Obviously a good start with regard to the assessment of the design’s visual qualities, where it goes beyond bricks and mortar in the distribution of beautiful visual qualities.

“The varied but at the same time strict distribution of light openings in the facades gives a good aesthetic expression. Together with the modelling of the volume, the facade design gives the building its own identity which, in our opinion, has a high intrinsic value and the opportunity to enrich the local area”.

Such bold and flattering characteristics abound, as if both architect and developer have written them down. Compared to what anyone can see in the constructed building, this municipal professional assessment is completely on the nose. There is no claimed quality that matches reality.

For neighbours and local residents, this residential building bears characteristics that are not only alien to the local residential environment but also in contemporary architecture. It is a piece of anti-architecture where the aesthetics are deconstructed into ugliness.

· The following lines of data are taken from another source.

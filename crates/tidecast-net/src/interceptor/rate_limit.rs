//! Client-side rate limiting.

use std::collections::VecDeque;
use std::sync::Arc;
use std::time::Duration;

use async_trait::async_trait;
use parking_lot::Mutex;
use tokio::time::Instant;

use super::Interceptor;
use crate::error::Result;
use crate::request::RequestDescriptor;

/// Sliding window rate limiter.
///
/// Keeps the timestamps of the requests admitted during the trailing window
/// and admits a new one only while fewer than `max_requests` are recorded.
/// The prune/check/record step happens under one lock, so concurrent
/// callers can never overfill the window. Waiting callers sleep until the
/// oldest timestamp leaves the window and then try again.
#[derive(Debug)]
pub struct RateLimiter {
    max_requests: usize,
    window: Duration,
    timestamps: Mutex<VecDeque<Instant>>,
}

impl RateLimiter {
    /// Allow `requests_per_second` requests in any trailing second.
    /// Zero is treated as one.
    pub fn new(requests_per_second: u32) -> Self {
        Self::with_window(requests_per_second, Duration::from_secs(1))
    }

    /// Allow `max_requests` requests in any trailing `window`.
    pub fn with_window(max_requests: u32, window: Duration) -> Self {
        let max_requests = max_requests.max(1) as usize;
        Self {
            max_requests,
            window,
            timestamps: Mutex::new(VecDeque::with_capacity(max_requests)),
        }
    }

    /// Maximum requests per window.
    pub fn max_requests(&self) -> usize {
        self.max_requests
    }

    /// Record a request if the window has room.
    pub fn try_acquire(&self) -> bool {
        self.admit(Instant::now()).is_ok()
    }

    /// Wait until the window has room, then record the request.
    ///
    /// Returns the instant the request was recorded at.
    pub async fn acquire(&self) -> Instant {
        loop {
            let now = Instant::now();
            match self.admit(now) {
                Ok(()) => return now,
                Err(until) => tokio::time::sleep_until(until).await,
            }
        }
    }

    /// Time until a request would be admitted, or `None` if one would be now.
    pub fn wait_time(&self) -> Option<Duration> {
        let now = Instant::now();
        let mut timestamps = self.timestamps.lock();
        self.prune(&mut timestamps, now);
        if timestamps.len() < self.max_requests {
            return None;
        }
        timestamps
            .front()
            .map(|oldest| (*oldest + self.window).saturating_duration_since(now))
    }

    /// Requests recorded in the current window.
    pub fn in_window(&self) -> usize {
        let mut timestamps = self.timestamps.lock();
        self.prune(&mut timestamps, Instant::now());
        timestamps.len()
    }

    /// Record `now` or report when the oldest entry expires.
    fn admit(&self, now: Instant) -> std::result::Result<(), Instant> {
        let mut timestamps = self.timestamps.lock();
        self.prune(&mut timestamps, now);
        if timestamps.len() < self.max_requests {
            timestamps.push_back(now);
            return Ok(());
        }
        match timestamps.front() {
            Some(oldest) => Err(*oldest + self.window),
            None => Err(now + self.window),
        }
    }

    fn prune(&self, timestamps: &mut VecDeque<Instant>, now: Instant) {
        while let Some(oldest) = timestamps.front() {
            if now.saturating_duration_since(*oldest) >= self.window {
                timestamps.pop_front();
            } else {
                break;
            }
        }
    }
}

/// Interceptor that suspends outgoing requests until the limiter admits them.
#[derive(Clone, Debug)]
pub struct RateLimitInterceptor {
    limiter: Arc<RateLimiter>,
}

impl RateLimitInterceptor {
    /// Limit to `requests_per_second`.
    pub fn new(requests_per_second: u32) -> Self {
        Self::from_limiter(Arc::new(RateLimiter::new(requests_per_second)))
    }

    /// Share an existing limiter, e.g. across several executors.
    pub fn from_limiter(limiter: Arc<RateLimiter>) -> Self {
        Self { limiter }
    }

    /// The underlying limiter.
    pub fn limiter(&self) -> &Arc<RateLimiter> {
        &self.limiter
    }
}

#[async_trait]
impl Interceptor for RateLimitInterceptor {
    fn name(&self) -> &str {
        "rate-limit"
    }

    async fn on_request(&self, request: RequestDescriptor) -> Result<RequestDescriptor> {
        self.limiter.acquire().await;
        Ok(request)
    }
}

#[cfg(test)]
mod tests {
    use super::*;

    #[test]
    fn test_zero_rate_is_clamped() {
        assert_eq!(RateLimiter::new(0).max_requests(), 1);
    }

    #[tokio::test(start_paused = true)]
    async fn test_try_acquire_fills_window() {
        let limiter = RateLimiter::new(3);
        assert!(limiter.try_acquire());
        assert!(limiter.try_acquire());
        assert!(limiter.try_acquire());
        assert!(!limiter.try_acquire());
        assert_eq!(limiter.in_window(), 3);
        assert_eq!(limiter.wait_time(), Some(Duration::from_secs(1)));

        tokio::time::advance(Duration::from_secs(1)).await;
        assert_eq!(limiter.wait_time(), None);
        assert!(limiter.try_acquire());
        assert_eq!(limiter.in_window(), 1);
    }

    #[tokio::test(start_paused = true)]
    async fn test_concurrent_callers_never_exceed_rate() {
        let limiter = Arc::new(RateLimiter::new(10));
        let start = Instant::now();

        let tasks: Vec<_> = (0..25)
            .map(|_| {
                let limiter = Arc::clone(&limiter);
                tokio::spawn(async move { limiter.acquire().await })
            })
            .collect();

        let mut admitted = Vec::new();
        for task in tasks {
            admitted.push(task.await.unwrap());
        }
        admitted.sort();

        // every caller got through
        assert_eq!(admitted.len(), 25);
        assert!(admitted[24].duration_since(start) >= Duration::from_secs(2));

        for (i, first) in admitted.iter().enumerate() {
            let in_window = admitted[i..]
                .iter()
                .filter(|t| t.duration_since(*first) < Duration::from_secs(1))
                .count();
            assert!(in_window <= 10, "{in_window} requests within one second");
        }
    }

    #[tokio::test(start_paused = true)]
    async fn test_interceptor_passes_request_through() {
        let interceptor = RateLimitInterceptor::new(1);
        let request = RequestDescriptor::get("/a").with_param("page", 1);

        let out = interceptor.on_request(request.clone()).await.unwrap();
        assert_eq!(out, request);

        let start = Instant::now();
        interceptor.on_request(request).await.unwrap();
        assert!(start.elapsed() >= Duration::from_secs(1));
    }
}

In that respect, it is in line with contemporary art, which also shuns visual qualities and beauty. We have ended up in a tyranny of lack of norms where there are no grounds for anything of value, apart from perhaps the financial one.

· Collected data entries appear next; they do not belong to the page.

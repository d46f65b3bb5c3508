//! Two-tier response cache.
//!
//! The memory tier is a cost-bounded LRU map; the disk tier persists each
//! entry as a record under a directory owned by the cache. Lookups check
//! memory first, then disk, promoting disk hits into memory. Expired entries
//! are dropped from whichever tier they are found in.
//!
//! # Example
//!
//! ```ignore
//! use tidecast_net::cache::{CacheConfig, ResponseCache};
//! use tidecast_net::CachePolicy;
//!
//! let cache = ResponseCache::new(CacheConfig::default().with_disk_bytes(10 * 1024 * 1024));
//! cache.store(body, &signature, CachePolicy::Automatic).await;
//! if let Some(entry) = cache.retrieve(&signature).await {
//!     // use entry.payload
//! }
//! ```

mod disk;
mod memory;

use std::path::{Path, PathBuf};
use std::sync::atomic::{AtomicU64, Ordering};
use std::time::{Duration, SystemTime};

use bytes::Bytes;

use crate::config::ClientConfig;
use crate::logger::targets;
use crate::request::CachePolicy;
use crate::signature::RequestSignature;

use disk::DiskTier;
use memory::MemoryTier;

/// Shortest lifetime an entry can have, so expiry is always after creation.
const MIN_TTL: Duration = Duration::from_millis(1);

/// A cached response.
#[derive(Clone, Debug, PartialEq, Eq)]
pub struct CacheEntry {
    /// Response body.
    pub payload: Bytes,
    /// When the entry was created.
    pub created_at: SystemTime,
    /// When the entry stops being served. Always after `created_at`.
    pub expires_at: SystemTime,
    /// Validator tag (`ETag`) sent with the response.
    pub etag: Option<String>,
    /// Payload size in bytes.
    pub size: u64,
}

impl CacheEntry {
    /// Create an entry living for `ttl` from now.
    pub fn new(payload: Bytes, ttl: Duration, etag: Option<String>) -> Self {
        let created_at = SystemTime::now();
        let size = payload.len() as u64;
        Self {
            payload,
            created_at,
            expires_at: created_at + ttl.max(MIN_TTL),
            etag,
            size,
        }
    }

    /// Whether the entry has expired.
    pub fn is_expired(&self) -> bool {
        self.is_expired_at(SystemTime::now())
    }

    /// Whether the entry is expired at `now`.
    pub fn is_expired_at(&self, now: SystemTime) -> bool {
        now > self.expires_at
    }
}

/// Configuration for a [`ResponseCache`].
#[derive(Debug, Clone)]
pub struct CacheConfig {
    /// Directory owned by the disk tier.
    pub dir: PathBuf,
    /// Memory tier budget in bytes.
    pub memory_bytes: u64,
    /// Disk tier budget in bytes.
    pub disk_bytes: u64,
    /// Lifetime of stored entries.
    pub ttl: Duration,
}

impl Default for CacheConfig {
    fn default() -> Self {
        Self::from(&ClientConfig::default())
    }
}

impl From<&ClientConfig> for CacheConfig {
    fn from(config: &ClientConfig) -> Self {
        Self {
            dir: config.resolved_cache_dir(),
            memory_bytes: config.memory_cache_bytes,
            disk_bytes: config.disk_cache_bytes,
            ttl: config.cache_ttl,
        }
    }
}

impl CacheConfig {
    /// Set the disk tier directory.
    #[must_use]
    pub fn with_dir(mut self, dir: impl Into<PathBuf>) -> Self {
        self.dir = dir.into();
        self
    }

    /// Set the memory tier budget.
    #[must_use]
    pub fn with_memory_bytes(mut self, bytes: u64) -> Self {
        self.memory_bytes = bytes;
        self
    }

    /// Set the disk tier budget.
    #[must_use]
    pub fn with_disk_bytes(mut self, bytes: u64) -> Self {
        self.disk_bytes = bytes;
        self
    }

    /// Set the entry lifetime.
    #[must_use]
    pub fn with_ttl(mut self, ttl: Duration) -> Self {
        self.ttl = ttl;
        self
    }
}

/// Snapshot of cache occupancy and effectiveness.
#[derive(Clone, Copy, Debug, Default, PartialEq, Eq)]
pub struct CacheStats {
    /// Entries in the memory tier.
    pub memory_entries: usize,
    /// Payload bytes in the memory tier.
    pub memory_bytes: u64,
    /// Entries on disk.
    pub disk_entries: usize,
    /// Bytes on disk.
    pub disk_bytes: u64,
    /// Lookups answered from either tier.
    pub hits: u64,
    /// Lookups that found nothing live.
    pub misses: u64,
}

impl CacheStats {
    /// Hit rate (0.0 to 1.0).
    pub fn hit_rate(&self) -> f64 {
        let total = self.hits + self.misses;
        if total == 0 {
            0.0
        } else {
            self.hits as f64 / total as f64
        }
    }
}

/// Memory + disk response cache keyed by [`RequestSignature`].
pub struct ResponseCache {
    memory: MemoryTier,
    disk: DiskTier,
    ttl: Duration,
    hits: AtomicU64,
    misses: AtomicU64,
}

impl ResponseCache {
    /// Create a cache. The disk directory is created on first use.
    pub fn new(config: CacheConfig) -> Self {
        Self {
            memory: MemoryTier::new(config.memory_bytes),
            disk: DiskTier::new(config.dir, config.disk_bytes),
            ttl: config.ttl,
            hits: AtomicU64::new(0),
            misses: AtomicU64::new(0),
        }
    }

    /// Default entry lifetime.
    pub fn ttl(&self) -> Duration {
        self.ttl
    }

    /// Directory owned by the disk tier.
    pub fn dir(&self) -> &Path {
        self.disk.dir()
    }

    /// Store a payload with the default lifetime.
    pub async fn store(&self, payload: Bytes, signature: &RequestSignature, policy: CachePolicy) {
        let entry = CacheEntry::new(payload, self.ttl, None);
        self.store_entry(entry, signature, policy).await;
    }

    /// Store a prepared entry in the tiers `policy` selects.
    pub async fn store_entry(
        &self,
        entry: CacheEntry,
        signature: &RequestSignature,
        policy: CachePolicy,
    ) {
        let key = signature.as_str();
        if policy.uses_disk() {
            self.disk.store(key, &entry).await;
        }
        if policy.uses_memory() {
            self.memory.insert(key, entry);
        }
        tracing::trace!(target: targets::CACHE, key, ?policy, "stored");
    }

    /// Look up a live entry, memory first. A disk hit is promoted to memory.
    pub async fn retrieve(&self, signature: &RequestSignature) -> Option<CacheEntry> {
        let key = signature.as_str();

        if let Some(entry) = self.memory.get(key) {
            if !entry.is_expired() {
                self.hits.fetch_add(1, Ordering::Relaxed);
                tracing::trace!(target: targets::CACHE, key, "memory hit");
                return Some(entry);
            }
            self.memory.remove(key);
        }

        match self.disk.load(key).await {
            Some(entry) => {
                self.memory.insert(key, entry.clone());
                self.hits.fetch_add(1, Ordering::Relaxed);
                tracing::trace!(target: targets::CACHE, key, "disk hit");
                Some(entry)
            }
            None => {
                self.misses.fetch_add(1, Ordering::Relaxed);
                None
            }
        }
    }

    /// Drop one entry from both tiers.
    pub async fn remove(&self, signature: &RequestSignature) {
        let key = signature.as_str();
        self.memory.remove(key);
        self.disk.remove(key).await;
    }

    /// Drop everything. Safe to call repeatedly.
    pub async fn clear_all(&self) {
        self.memory.clear();
        self.disk.clear().await;
        tracing::debug!(target: targets::CACHE, "cache cleared");
    }

    /// Drop expired entries from both tiers; returns how many were dropped.
    pub async fn clear_expired(&self) -> usize {
        let now = SystemTime::now();
        self.memory.clear_expired(now) + self.disk.clear_expired(now).await
    }

    /// Bytes tracked on disk.
    pub async fn disk_usage(&self) -> u64 {
        self.disk.usage().await
    }

    /// Payload bytes held in memory.
    pub fn memory_usage(&self) -> u64 {
        self.memory.usage()
    }

    /// Disk tier budget.
    pub fn max_disk_bytes(&self) -> u64 {
        self.disk.max_bytes()
    }

    /// Memory tier budget.
    pub fn max_memory_bytes(&self) -> u64 {
        self.memory.max_bytes()
    }

    /// Occupancy and hit counters.
    pub async fn stats(&self) -> CacheStats {
        CacheStats {
            memory_entries: self.memory.len(),
            memory_bytes: self.memory.usage(),
            disk_entries: self.disk.len().await,
            disk_bytes: self.disk.usage().await,
            hits: self.hits.load(Ordering::Relaxed),
            misses: self.misses.load(Ordering::Relaxed),
        }
    }
}

impl std::fmt::Debug for ResponseCache {
    fn fmt(&self, f: &mut std::fmt::Formatter<'_>) -> std::fmt::Result {
        f.debug_struct("ResponseCache")
            .field("dir", &self.disk.dir())
            .field("memory_bytes", &self.memory.usage())
            .field("ttl", &self.ttl)
            .finish_non_exhaustive()
    }
}

#[cfg(test)]
mod tests {
    use super::*;

    fn sig(name: &str) -> RequestSignature {
        RequestSignature::from_hex(name)
    }

    fn cache(dir: &Path) -> ResponseCache {
        ResponseCache::new(
            CacheConfig::default()
                .with_dir(dir)
                .with_memory_bytes(1024)
                .with_disk_bytes(64 * 1024)
                .with_ttl(Duration::from_secs(60)),
        )
    }

    #[test]
    fn test_entry_expiry_after_creation() {
        let entry = CacheEntry::new(Bytes::from_static(b"x"), Duration::ZERO, None);
        assert!(entry.expires_at > entry.created_at);
        assert!(!entry.is_expired_at(entry.expires_at));
        assert!(entry.is_expired_at(entry.expires_at + Duration::from_nanos(1)));
        assert_eq!(entry.size, 1);
    }

    #[tokio::test]
    async fn test_memory_only_round_trip() {
        let dir = tempfile::tempdir().unwrap();
        let cache = cache(dir.path());
        let body = Bytes::from_static(br#"{"a":1}"#);

        cache.store(body.clone(), &sig("m"), CachePolicy::MemoryOnly).await;
        assert_eq!(cache.retrieve(&sig("m")).await.unwrap().payload, body);
        assert_eq!(cache.disk_usage().await, 0);
    }

    #[tokio::test]
    async fn test_disk_hit_is_promoted() {
        let dir = tempfile::tempdir().unwrap();
        let cache = cache(dir.path());
        let body = Bytes::from_static(br#"{"b":2}"#);

        cache.store(body.clone(), &sig("d"), CachePolicy::DiskOnly).await;
        assert_eq!(cache.memory_usage(), 0);

        assert_eq!(cache.retrieve(&sig("d")).await.unwrap().payload, body);
        assert_eq!(cache.memory_usage(), body.len() as u64);

        let stats = cache.stats().await;
        assert_eq!(stats.hits, 1);
        assert_eq!(stats.disk_entries, 1);
        assert_eq!(stats.memory_entries, 1);
    }

    #[tokio::test]
    async fn test_none_policy_stores_nothing() {
        let dir = tempfile::tempdir().unwrap();
        let cache = cache(dir.path());
        cache.store(Bytes::from_static(b"{}"), &sig("n"), CachePolicy::None).await;
        assert!(cache.retrieve(&sig("n")).await.is_none());
        assert_eq!(cache.stats().await.misses, 1);
    }

    #[tokio::test]
    async fn test_remove_drops_both_tiers() {
        let dir = tempfile::tempdir().unwrap();
        let cache = cache(dir.path());
        cache.store(Bytes::from_static(b"{}"), &sig("r"), CachePolicy::Automatic).await;

        cache.remove(&sig("r")).await;
        assert!(cache.retrieve(&sig("r")).await.is_none());
        assert_eq!(cache.memory_usage(), 0);
        assert_eq!(cache.disk_usage().await, 0);
    }
}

In the construction industry, people have been governed by legislation and municipal plans, but now it looks as if the professional and political judgement has also disintegrated.

How a public and responsible agency can commit such a glaring procedural error is completely incomprehensible. If it is a procedural error, then it could be something completely different, for example incompetence, or a commissioned work, in which case done with a lack of understanding. If we look more closely at the section on “The measure’s visual qualities”, we find no justification for the qualities, only a description of the various contributors and their arbitrary statements. But nothing is said about visual qualities, what they consist of, we don’t get to know about. Nor whether they have any aesthetic relevance for the building as a whole.

Most likely, the Planning and Building Agency in Oslo has dealt with other construction cases with the same suspicious outcome, but with less media attention.

My experiences in politics and construction case management come from a small municipality, Tjøme, where case management in construction followed the law and plan. As the situation in my home municipality was more transparent than in the capital’s complex bureaucracy, any suspicious management of construction cases quickly became known in the local environment.

For my own part, I have been a right-wing politician for 8 years with regular insight into questionable construction matters, something I have written a couple of hundred articles about in the local press over the years. So it was not unexpected with an exclusion, but it didn’t help. Eventually, the municipality’s dubious construction cases were reported for illegalities, which is still ongoing. When I see a building project like the one in Geitmyrsveien 34 A and examine the framework permit from the Planning and Building Agency in Oslo municipality, I smell some suspicious proceedings.

The long application history, constant changes and new negotiations suggests that the developer and architects have been looking for something unusual and original. In practice, a liberation from all architectural references in the past and present. The result has been a hideous and quality-less design. The case handlers can say whatever they want, they are also detached and can imagine any visual quality, but of course in line with the zeitgeist’s hatred of beauty.